So anyway, I was there for a while.  I met some really interesting people.  The food was terrible, and usually cold.  The staff were horrible assholes.  Seriously, they sucked at life.  Not all of them, I’m not being fair.  A couple were nice.  Not enough of them though.  I could go on.  I won’t.  They were the worst people.  I’ll assume you understand.

Anyway, I was there for about five years until I was no longer deemed a suicide risk, (again, it was an accident, I was never a suicide risk), and I got my own apartment in a supported independent living environment.  I had to check in everyday, go to a central office, (which was just another apartment in the complex,) to get my meds everyday.  I could have visitors and even overnights if I cleared it with the office first.  After being there for a while, I was able to move to the apartment I have now, all on my own. 

When I got out of Sandy Shores, I started seeing Dr.
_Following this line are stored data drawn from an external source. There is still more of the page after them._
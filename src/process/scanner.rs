//! Process scanning utilities for discovering and reading process entries from /proc.
//!
//! This module provides functions to scan the /proc filesystem for process entries
//! and read per-process identity and memory data.

use std::fs;
use std::io;
use std::path::{Path, PathBuf};

/// Process entry representing a directory in /proc filesystem.
#[derive(Debug, Clone)]
pub struct ProcEntry {
    pub pid: u32,
    pub proc_path: PathBuf,
}

/// Scans the /proc root for process entries with numeric PIDs.
///
/// Fails only when the root itself cannot be listed.
pub fn collect_proc_entries(root: &Path) -> io::Result<Vec<ProcEntry>> {
    let mut out = Vec::new();
    for entry in fs::read_dir(root)?.flatten() {
        let p = entry.path();
        let name = match p.file_name().and_then(|s| s.to_str()) {
            Some(v) => v,
            None => continue,
        };
        if name.is_empty() || !name.chars().all(|c| c.is_ascii_digit()) {
            continue;
        }
        let pid: u32 = match name.parse() {
            Ok(v) => v,
            Err(_) => continue,
        };
        out.push(ProcEntry { pid, proc_path: p });
    }
    Ok(out)
}

/// Reads process name from comm file or extracts from cmdline.
pub fn read_process_name(proc_path: &Path) -> Option<String> {
    let comm = proc_path.join("comm");
    if let Ok(s) = fs::read_to_string(&comm) {
        let t = s.trim();
        if !t.is_empty() {
            return Some(t.into());
        }
    }

    let cmd = proc_path.join("cmdline");
    if let Ok(content) = fs::read(&cmd) {
        if !content.is_empty() {
            let parts: Vec<&str> = content
                .split(|&b| b == 0u8)
                .filter_map(|s| std::str::from_utf8(s).ok())
                .collect();
            if !parts.is_empty() {
                if let Some(name) = Path::new(parts[0]).file_name() {
                    return name.to_str().map(|s| s.to_string());
                }
            }
        }
    }
    None
}

/// Resolves the executable path from the `exe` link.
///
/// Kernel threads and processes owned by other users typically have no
/// readable link; those yield `None`.
pub fn read_exe_path(proc_path: &Path) -> Option<String> {
    let target = fs::read_link(proc_path.join("exe")).ok()?;
    let s = target.to_string_lossy();
    // Deleted binaries are reported with a " (deleted)" suffix.
    let s = s.strip_suffix(" (deleted)").unwrap_or(&s);
    if s.is_empty() {
        None
    } else {
        Some(s.to_string())
    }
}

/// Reads resident set size in bytes from /proc/<pid>/status (VmRSS).
pub fn read_rss_bytes(proc_path: &Path) -> io::Result<u64> {
    let content = fs::read_to_string(proc_path.join("status"))?;
    for line in content.lines() {
        if let Some(value) = line.strip_prefix("VmRSS:") {
            let kb: u64 = value
                .split_whitespace()
                .next()
                .and_then(|v| v.parse().ok())
                .ok_or_else(|| io::Error::other("Invalid VmRSS line"))?;
            return Ok(kb * 1024);
        }
    }
    // Kernel threads have no VmRSS line.
    Ok(0)
}

#[cfg(test)]
mod tests {
    use super::*;
    use tempfile::tempdir;

    #[test]
    fn test_collect_proc_entries_numeric_only() {
        let dir = tempdir().expect("Failed to create temp dir");
        for name in ["1", "42", "self", "sys", "7a"] {
            fs::create_dir(dir.path().join(name)).expect("Failed to create dir");
        }

        let mut pids: Vec<u32> = collect_proc_entries(dir.path())
            .expect("root readable")
            .into_iter()
            .map(|e| e.pid)
            .collect();
        pids.sort_unstable();
        assert_eq!(pids, vec![1, 42]);
    }

    #[test]
    fn test_collect_proc_entries_missing_root() {
        let dir = tempdir().expect("Failed to create temp dir");
        assert!(collect_proc_entries(&dir.path().join("nope")).is_err());
    }

    #[test]
    fn test_read_process_name_prefers_comm() {
        let dir = tempdir().expect("Failed to create temp dir");
        fs::write(dir.path().join("comm"), "SRService\n").expect("write comm");
        fs::write(dir.path().join("cmdline"), b"/opt/other/bin\0--flag\0").expect("write cmdline");
        assert_eq!(read_process_name(dir.path()).as_deref(), Some("SRService"));
    }

    #[test]
    fn test_read_process_name_falls_back_to_cmdline() {
        let dir = tempdir().expect("Failed to create temp dir");
        fs::write(dir.path().join("cmdline"), b"/opt/splashtop/streamer\0-d\0").expect("write cmdline");
        assert_eq!(read_process_name(dir.path()).as_deref(), Some("streamer"));
    }

    #[test]
    fn test_read_rss_bytes() {
        let dir = tempdir().expect("Failed to create temp dir");
        fs::write(
            dir.path().join("status"),
            "Name:\tapp\nVmPeak:\t  9000 kB\nVmRSS:\t  2048 kB\n",
        )
        .expect("write status");
        assert_eq!(read_rss_bytes(dir.path()).expect("parse"), 2048 * 1024);
    }

    #[test]
    fn test_read_rss_bytes_kernel_thread() {
        let dir = tempdir().expect("Failed to create temp dir");
        fs::write(dir.path().join("status"), "Name:\tkthreadd\n").expect("write status");
        assert_eq!(read_rss_bytes(dir.path()).expect("parse"), 0);
    }
}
Winchcombe again.  (He was my psych doctor before the accident, and my parents decided it wasn’t in "my best interest" to see him anymore after that.  But being that I could make my own decisions, I went back to him.)  Eventually and unfortunately, he transferred me to Dr. Harper who specializes in "odd" cases of schizophrenia.  (No offense Dr. Harper.  I just liked Dr. Winchcombe a lot. He also was the first person to look past my diagnosis and see I was originally misdiagnosed, instead of reading my file and just assuming he knew me. I wish I still saw him sometimes, but I blew it.)

So, that pretty much brings you up to speed on my life.  The relevant details at least.  I see Dr. Harper every week, take my meds myself (mostly.)

And I’ll give Dr. Harper some credit.  Her idea for me to write this stuff out is helping I think.  It doesn’t always feel like it, but I think I got a lot out this week.  I feel a little lighter.  I’m smiling.  That’s got to count for something, right?

Okay, that’s good.  I have to clean my apartment now.

Adios,
Emily

FROM THE BLOG DIARY OF EMILY HUNTER

Entry #5: July 30, 2013
Not sure what to say.  Not really feeling it.  It’s been a rough week.  Work sucks.  These meds make me feel like shit.  I don’t have anyone.  Fucking bored.  My mom is once again all over my case.  Fucking done.  There’s your entry.

E  

Entry #6: August 4, 2013
Alone.

Alone.

Alone.

No one gets me.
No one wants to.
No one should.

Alone.

This mind in my skull hates me.
Poisoned.

My own worst enemy.
My own best friend.

All alone.








Leave me alone.  

Entry #7: August 5, 2013

Fuck this.

I am so fucked up.  So stupid.

Why a I even writing this?  WHo fucking cares? 

I’m so numb to it all now.  Its all the same, over and ovr.  I should just jump in front of a bus.  Maybe it will work this time.

Ok, I’m not going to kill myself.  Don’t read that Dr. Harper.  I would have delettd it if you’d fucking let me.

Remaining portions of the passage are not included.